I just want to scream "Grow the FUCK up" at both the people protesting and the douchebags behind the film in the first place.
It an impossible wish I know but i just want everyone in the world to grow up and respect the viewpoints of everyone else. I said respect, not condone or even understand.
Useless bullshitting from all sides does not achieve anything and it makes me so angry that a few arseholes are able to brew up so much trouble.
You are right. It doesn't take courage to do something that hurts and kills other people, while you are safely in a free country, making a film under a pseudonym. Stirring up a hornets nest, via long distance.
I don't condone the violence in any way, shape, or form. But there is responsibility in free speech. What he did was irresponsible.
It isn't safe for him. "Sam Bacile" had to go into hiding. The Seattle cartoonist Molly Norris had to go into hiding after suggesting "Everybody Draw Mohammed Day". The Dutch filmmaker Theo van Gogh was murdered after making the film Submission about Islam's treatment of women. The Somali Ayaan Hirsi Ali wrote the screenplay for this movie, she went into hiding after the movie was made and had Dutch security forces guarding her.
No, we have already lost some of our right to free speech on this topic. I don't suppose we are going to be murdered by a radical Muslims for saying these things, but if anyone makes a significant amount of commotion about it, their life is in danger. No matter where they live. People like Sam Harris are risking their lives. I don't know what kinds of security protection he has.
Yeah I saw some of the film - it's all over the news and talk shows.
Protesting is still occurring.
The level of protests should not come as a surprise. Salman Rushdie and everyone connected with the novel The Satanic Verses were condemned to death and he had to go into hiding. Cartoons published in Denmark set off a wave of protests across the Middle East back in 2006.
Changing the culture so that criticism of Islam will be acceptable is almost impossible in the short run.
My feeling when I heard about this movie was "Bravo!"
Because when people are willing to murder over negative comments about Islam or Mohammed, this HAS to be resisted.
People were murdered over some Danish cartoons of Mohammed - not particularly mean-spirited or jeering cartoons.

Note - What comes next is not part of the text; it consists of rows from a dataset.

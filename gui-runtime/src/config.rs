//! # Config 模块
//!
//! 解释器配置。
//!
//! ## 配置优先级
//!
//! 1. 调用方显式传入（命令行参数、宿主事件）
//! 2. 配置文件
//! 3. 默认值

use serde::{Deserialize, Serialize};
use std::fs;
use std::path::{Path, PathBuf};

use crate::error::LoadError;
use crate::texture::DEFAULT_TEXTURE_NAMESPACE;

/// 页面组装时遇到未知组件类型的处理方式
#[derive(Debug, Clone, Copy, PartialEq, Eq, Default, Serialize, Deserialize)]
#[serde(rename_all = "lowercase")]
pub enum AssemblyMode {
    /// 跳过并记录警告（兼容更新版本的导出器）
    #[default]
    Lenient,
    /// 拒绝组装
    Strict,
}

/// 解释器配置
#[derive(Debug, Clone, PartialEq, Serialize, Deserialize)]
pub struct InterpreterConfig {
    /// manifest 文件路径
    #[serde(default = "default_manifest_path")]
    pub manifest_path: PathBuf,

    /// 纹理命名空间前缀
    #[serde(default = "default_texture_namespace")]
    pub texture_namespace: String,

    /// 首选皮肤包
    #[serde(default)]
    pub preferred_skin_pack: Option<String>,

    /// 未知组件处理方式
    #[serde(default)]
    pub assembly_mode: AssemblyMode,

    /// 玩家消息前缀
    #[serde(default = "default_message_prefix")]
    pub message_prefix: String,
}

impl Default for InterpreterConfig {
    fn default() -> Self {
        Self {
            manifest_path: default_manifest_path(),
            texture_namespace: default_texture_namespace(),
            preferred_skin_pack: None,
            assembly_mode: AssemblyMode::default(),
            message_prefix: default_message_prefix(),
        }
    }
}

// 默认值函数
fn default_manifest_path() -> PathBuf {
    PathBuf::from("gui_manifest.json")
}

fn default_texture_namespace() -> String {
    DEFAULT_TEXTURE_NAMESPACE.to_string()
}

fn default_message_prefix() -> String {
    "[GUI] ".to_string()
}

impl InterpreterConfig {
    /// 指定 manifest 路径，其余取默认值
    pub fn with_manifest_path(path: impl Into<PathBuf>) -> Self {
        Self {
            manifest_path: path.into(),
            ..Self::default()
        }
    }

    /// 从 JSON 文件加载配置
    pub fn load(path: impl AsRef<Path>) -> Result<Self, LoadError> {
        let path = path.as_ref();
        let content = fs::read_to_string(path).map_err(|source| LoadError::Io {
            path: path.to_path_buf(),
            source,
        })?;

        serde_json::from_str(&content).map_err(|source| LoadError::Parse {
            path: path.to_path_buf(),
            source,
        })
    }

    /// 加前缀的单行玩家消息
    pub fn format_message(&self, text: &str) -> String {
        let single_line = text.lines().collect::<Vec<_>>().join(" ");
        format!("{}{}", self.message_prefix, single_line)
    }
}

A Seattle cartoonist, Molly Norris, had to go into hiding after making some cartoons of Mohammed.
The Dutch filmmaker Theo Van Gogh was murdered because he made a film called Submission, criticizing Islam's treatment of women. (it can be seen on Youtube).
It's an effort to terrorize people into a silence where they don't say certain things about Islam, and it's largely succeeded. They're willing to murder people because of serious social criticism, funny cartoons or jeering and sneering at Islam, and they don't care which it is.

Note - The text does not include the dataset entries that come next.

//! # State 模块
//!
//! 一次界面交互的全部可变状态。
//!
//! ## 设计原则
//!
//! - 不使用进程级全局变量，状态显式放在 [`GuiSession`] 中
//! - 每次打开界面都新建会话，后续事件由宿主把会话交还给解释器
//! - 会话可序列化，宿主可以在两次事件之间把它存起来

use serde::{Deserialize, Serialize};

use crate::error::RuntimeError;
use crate::manifest::{Manifest, Page, PageId};
use crate::texture::TexturePaths;

/// 界面会话
#[derive(Debug, Clone, PartialEq, Serialize, Deserialize)]
pub struct GuiSession {
    /// 本次交互载入的 manifest（开关状态在此就地修改）
    pub manifest: Manifest,
    /// 选中的皮肤包
    pub skin_pack: Option<String>,
    /// 当前页面
    pub current_page: PageId,
}

impl GuiSession {
    pub fn new(manifest: Manifest, skin_pack: Option<String>, current_page: PageId) -> Self {
        Self {
            manifest,
            skin_pack,
            current_page,
        }
    }

    /// 当前页面
    pub fn page(&self) -> Result<&Page, RuntimeError> {
        self.manifest.page(&self.current_page)
    }

    /// 当前 GUI + 皮肤包下的纹理路径
    pub fn texture_paths(&self, namespace: &str) -> TexturePaths {
        let skin_pack = self.skin_pack.as_deref();
        TexturePaths::new(namespace, &self.manifest.gui_name, skin_pack)
    }
}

And the priceless right to freedom of speech has largely been taken away from us, on this subject. The terrorists have succeeded in taking it away. It's very unlikely that there's going to be a real professionally made movie about Mohammed, anytime soon. Certainly nothing seriously critical of him.
This "Sam Bacile" is brave to do it, he risked his life to do it, and he had to deceive his actors into thinking they were doing something else!
I felt so glad to hear of someone standing up to Islamic intimidation. It HAS to be resisted. Those people HAVE to learn to get the chip knocked off their shoulders, without becoming homicidal. They HAVE to learn to live in this big world with many different philosophies in it, without trying to terrorize the "infidels". "Sam Bacile" did something that HAS to be done.
The quality of the movie doesn't matter, except to illustrate how much intimidation there is, that it could only be done in this amateurish, deceptive way.
One reason free speech is so important is that without free speech, your thoughts will end up constrained too.
When some things are prohibited to say, there's an Imp in people's minds that says them. Sometimes a successfully hushed Imp, sometimes a loud Imp.
The Muslims who kill "blasphemers" are likely trying to kill that Imp. They can't get at the Imp directly so they try to kill it by proxy.